Providers and insurers that exceed the target will have to file performance improvement plans explaining how they will cut spending. A Health Policy Commission governed by an 11-member board will oversee the plans, certify new payment methods, and develop policies needed to implement the legislation. In two years, the commission will start to conduct market impact reviews of certain providers, including those trying to expand and those that do not meet the state’s spending benchmarks. Under certain conditions, the commission can refer a provider to the attor­ney general for investigation.

Lynn Nicholas, president of the Massachusetts Hospital ­Association, said that hospitals ­“already are working hard to get their costs down and they have,” but that many drivers of medical spending such as the obesity epidemic are outside providers’ control.

As pressure grows on hospitals to cut spending, she said, workers may lose their jobs or be forced to acquire new skills, and hospitals may close or limit services. “We just don’t know what it’s going to take to get down to that level’’ of spending, she said.
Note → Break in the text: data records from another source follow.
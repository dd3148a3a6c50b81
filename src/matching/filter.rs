// src/matching/filter.rs
//! Multi-criteria posting filter.
//!
//! Four independent predicates are AND-ed together; within the keyword
//! predicate, matching is OR across keywords. Equivalence rules live in
//! lookup tables rather than branch chains so they stay testable and easy
//! to extend.

use tracing::debug;

use crate::types::{ExperienceLevel, JobPosting, SearchCriteria, VisaRequirement};

/// Terms treated as interchangeable during keyword matching. A keyword
/// belonging to a group matches if any other member of the group appears in
/// the posting text.
const SYNONYM_GROUPS: &[&[&str]] = &[
    &["ai", "artificial intelligence", "machine learning"],
    &["software", "developer", "engineer", "development"],
    &["data", "analyst", "scientist", "analytics"],
];

/// Named regions and the location substrings they cover. A regional filter
/// also accepts remote-friendly postings. This is a fixed equivalence table,
/// not a geographic computation.
const LOCATION_ALIASES: &[(&str, &[&str])] = &[
    ("kenya", &["nairobi", "kenya"]),
    ("africa", &["nairobi", "kenya", "africa"]),
];

pub fn filter_postings(catalog: &[JobPosting], criteria: &SearchCriteria) -> Vec<JobPosting> {
    let matches: Vec<JobPosting> = catalog
        .iter()
        .filter(|p| {
            keyword_matches(p, &criteria.keywords)
                && location_matches(p, &criteria.location)
                && experience_matches(p, criteria.experience_level)
                && job_type_matches(p, criteria)
                && visa_matches(p, criteria.visa)
        })
        .cloned()
        .collect();

    debug!(
        "Filtered {} postings down to {} matches",
        catalog.len(),
        matches.len()
    );
    matches
}

fn keyword_matches(posting: &JobPosting, keywords: &[String]) -> bool {
    if keywords.is_empty() {
        return true;
    }

    let haystack = format!(
        "{} {} {} {}",
        posting.title,
        posting.description,
        posting.required_skills.join(" "),
        posting.company
    )
    .to_lowercase();

    keywords.iter().any(|keyword| {
        let keyword = keyword.trim().to_lowercase();
        if keyword.is_empty() {
            return false;
        }
        if haystack.contains(&keyword) {
            return true;
        }
        synonyms_for(&keyword)
            .iter()
            .any(|synonym| haystack.contains(synonym))
    })
}

fn synonyms_for(keyword: &str) -> Vec<&'static str> {
    SYNONYM_GROUPS
        .iter()
        .filter(|group| group.contains(&keyword))
        .flat_map(|group| group.iter().copied())
        .filter(|term| *term != keyword)
        .collect()
}

fn location_matches(posting: &JobPosting, wanted: &str) -> bool {
    let wanted = wanted.trim().to_lowercase();
    if wanted.is_empty() || wanted == "any" {
        return true;
    }

    let location = posting.location.to_lowercase();
    match wanted.as_str() {
        "remote" => posting.remote_friendly,
        "on-site" | "onsite" => !posting.remote_friendly,
        "hybrid" => location.contains("hybrid") || posting.remote_friendly,
        _ => {
            if location.contains(&wanted) {
                return true;
            }
            for (region, aliases) in LOCATION_ALIASES {
                if wanted.contains(region) {
                    return posting.remote_friendly
                        || aliases.iter().any(|alias| location.contains(alias));
                }
            }
            false
        }
    }
}

fn experience_matches(posting: &JobPosting, wanted: Option<ExperienceLevel>) -> bool {
    match wanted {
        None => true,
        // A Mid search also surfaces Entry roles; the reverse does not hold,
        // and Senior stays strict. Long-standing catalog behavior, kept
        // as-is (see tests).
        Some(ExperienceLevel::Mid) => matches!(
            posting.experience_level,
            ExperienceLevel::Mid | ExperienceLevel::Entry
        ),
        Some(level) => posting.experience_level == level,
    }
}

fn job_type_matches(posting: &JobPosting, criteria: &SearchCriteria) -> bool {
    match criteria.job_type {
        None => true,
        Some(job_type) => posting.job_type == job_type,
    }
}

fn visa_matches(posting: &JobPosting, wanted: VisaRequirement) -> bool {
    match wanted {
        VisaRequirement::Any => true,
        VisaRequirement::Required => posting.visa_sponsorship,
        VisaRequirement::NotRequired => !posting.visa_sponsorship,
    }
}

#[cfg(test)]
mod tests {
    use super::*;
    use crate::types::JobType;

    fn base_posting() -> JobPosting {
        JobPosting {
            title: "AI Research Engineer".to_string(),
            company: "Meta".to_string(),
            location: "Menlo Park, CA".to_string(),
            job_type: JobType::FullTime,
            experience_level: ExperienceLevel::Entry,
            salary: "$150,000".to_string(),
            description: "Research role on vision and language models".to_string(),
            required_skills: vec!["Python".to_string(), "PyTorch".to_string()],
            posted_relative: "3 days ago".to_string(),
            apply_url: "https://example.com/apply".to_string(),
            remote_friendly: true,
            visa_sponsorship: true,
        }
    }

    fn criteria_with_keywords(keywords: &[&str]) -> SearchCriteria {
        SearchCriteria {
            keywords: keywords.iter().map(|s| s.to_string()).collect(),
            ..SearchCriteria::default()
        }
    }

    #[test]
    fn keywords_are_a_union_not_an_intersection() {
        let catalog = vec![base_posting()];
        // Only "ai" hits; "blockchain" matching nothing must not exclude it.
        let results = filter_postings(&catalog, &criteria_with_keywords(&["blockchain", "ai"]));
        assert_eq!(results.len(), 1);
    }

    #[test]
    fn unmatched_keyword_yields_empty_result() {
        let catalog = vec![base_posting()];
        let results = filter_postings(&catalog, &criteria_with_keywords(&["blockchain"]));
        assert!(results.is_empty());
    }

    #[test]
    fn synonym_table_bridges_ai_and_machine_learning() {
        let mut posting = base_posting();
        posting.title = "Research Scientist".to_string();
        posting.description = "Deep learning role".to_string();
        posting.required_skills = vec!["Machine Learning".to_string()];

        let results = filter_postings(&[posting], &criteria_with_keywords(&["ai"]));
        assert_eq!(results.len(), 1);
    }

    #[test]
    fn any_location_passes_everything() {
        let catalog = vec![base_posting()];
        let criteria = SearchCriteria {
            location: "any".to_string(),
            ..SearchCriteria::default()
        };
        assert_eq!(filter_postings(&catalog, &criteria).len(), catalog.len());
    }

    #[test]
    fn remote_filter_requires_remote_friendly() {
        let mut on_site = base_posting();
        on_site.remote_friendly = false;
        let catalog = vec![base_posting(), on_site];

        let criteria = SearchCriteria {
            location: "remote".to_string(),
            ..SearchCriteria::default()
        };
        let results = filter_postings(&catalog, &criteria);
        assert_eq!(results.len(), 1);
        assert!(results[0].remote_friendly);
    }

    #[test]
    fn hybrid_filter_accepts_hybrid_locations_and_remote() {
        let mut hybrid = base_posting();
        hybrid.location = "Redmond, WA (Hybrid)".to_string();
        hybrid.remote_friendly = false;

        let mut strict = base_posting();
        strict.location = "Redmond, WA".to_string();
        strict.remote_friendly = false;

        let criteria = SearchCriteria {
            location: "hybrid".to_string(),
            ..SearchCriteria::default()
        };
        let results = filter_postings(&[hybrid, strict], &criteria);
        assert_eq!(results.len(), 1);
    }

    #[test]
    fn kenya_filter_covers_nairobi_and_remote_postings() {
        let mut nairobi = base_posting();
        nairobi.location = "Nairobi, Kenya".to_string();
        nairobi.remote_friendly = false;

        let mut remote = base_posting();
        remote.location = "San Francisco, CA".to_string();
        remote.remote_friendly = true;

        let mut elsewhere = base_posting();
        elsewhere.location = "Berlin, Germany".to_string();
        elsewhere.remote_friendly = false;

        let criteria = SearchCriteria {
            location: "Kenya".to_string(),
            ..SearchCriteria::default()
        };
        assert_eq!(filter_postings(&[nairobi, remote, elsewhere], &criteria).len(), 2);
    }

    #[test]
    fn mid_search_also_surfaces_entry_roles() {
        // Documented quirk: Mid accepts Entry, but Senior does not accept Mid.
        let mut entry = base_posting();
        entry.experience_level = ExperienceLevel::Entry;
        let mut mid = base_posting();
        mid.experience_level = ExperienceLevel::Mid;
        let mut senior = base_posting();
        senior.experience_level = ExperienceLevel::Senior;
        let catalog = vec![entry, mid.clone(), senior];

        let criteria = SearchCriteria {
            experience_level: Some(ExperienceLevel::Mid),
            ..SearchCriteria::default()
        };
        assert_eq!(filter_postings(&catalog, &criteria).len(), 2);

        let criteria = SearchCriteria {
            experience_level: Some(ExperienceLevel::Senior),
            ..SearchCriteria::default()
        };
        assert_eq!(filter_postings(&catalog, &criteria).len(), 1);
    }

    #[test]
    fn visa_requirement_matches_exactly_with_any_wildcard() {
        let mut sponsored = base_posting();
        sponsored.visa_sponsorship = true;
        let mut unsponsored = base_posting();
        unsponsored.visa_sponsorship = false;
        let catalog = vec![sponsored, unsponsored];

        let all = filter_postings(&catalog, &SearchCriteria::default());
        assert_eq!(all.len(), 2);

        let criteria = SearchCriteria {
            visa: VisaRequirement::Required,
            ..SearchCriteria::default()
        };
        assert_eq!(filter_postings(&catalog, &criteria).len(), 1);

        let criteria = SearchCriteria {
            visa: VisaRequirement::NotRequired,
            ..SearchCriteria::default()
        };
        assert_eq!(filter_postings(&catalog, &criteria).len(), 1);
    }

    #[test]
    fn job_type_matches_exactly() {
        let mut internship = base_posting();
        internship.job_type = JobType::Internship;
        let catalog = vec![base_posting(), internship];

        let criteria = SearchCriteria {
            job_type: Some(JobType::Internship),
            ..SearchCriteria::default()
        };
        let results = filter_postings(&catalog, &criteria);
        assert_eq!(results.len(), 1);
        assert_eq!(results[0].job_type, JobType::Internship);
    }

    #[test]
    fn remote_ai_search_finds_the_meta_posting() {
        let catalog = vec![base_posting()];
        let criteria = SearchCriteria {
            keywords: vec!["ai".to_string()],
            location: "remote".to_string(),
            ..SearchCriteria::default()
        };
        let results = filter_postings(&catalog, &criteria);
        assert_eq!(results.len(), 1);
        assert_eq!(results[0].company, "Meta");
    }

    #[test]
    fn empty_catalog_yields_empty_result() {
        assert!(filter_postings(&[], &SearchCriteria::default()).is_empty());
    }
}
In his remarks yesterday, Patrick said he does not believe the legislation will lead to layoffs and hospital closings. “There are going to be changes,” he said. “But if those changes mean we get lower-cost and higher-quality care because care is being delivered in different settings — in homes, for example, in neighborhoods, in communities, rather than in hospitals — then I think that’s something we all ought to strive for and will strive for.”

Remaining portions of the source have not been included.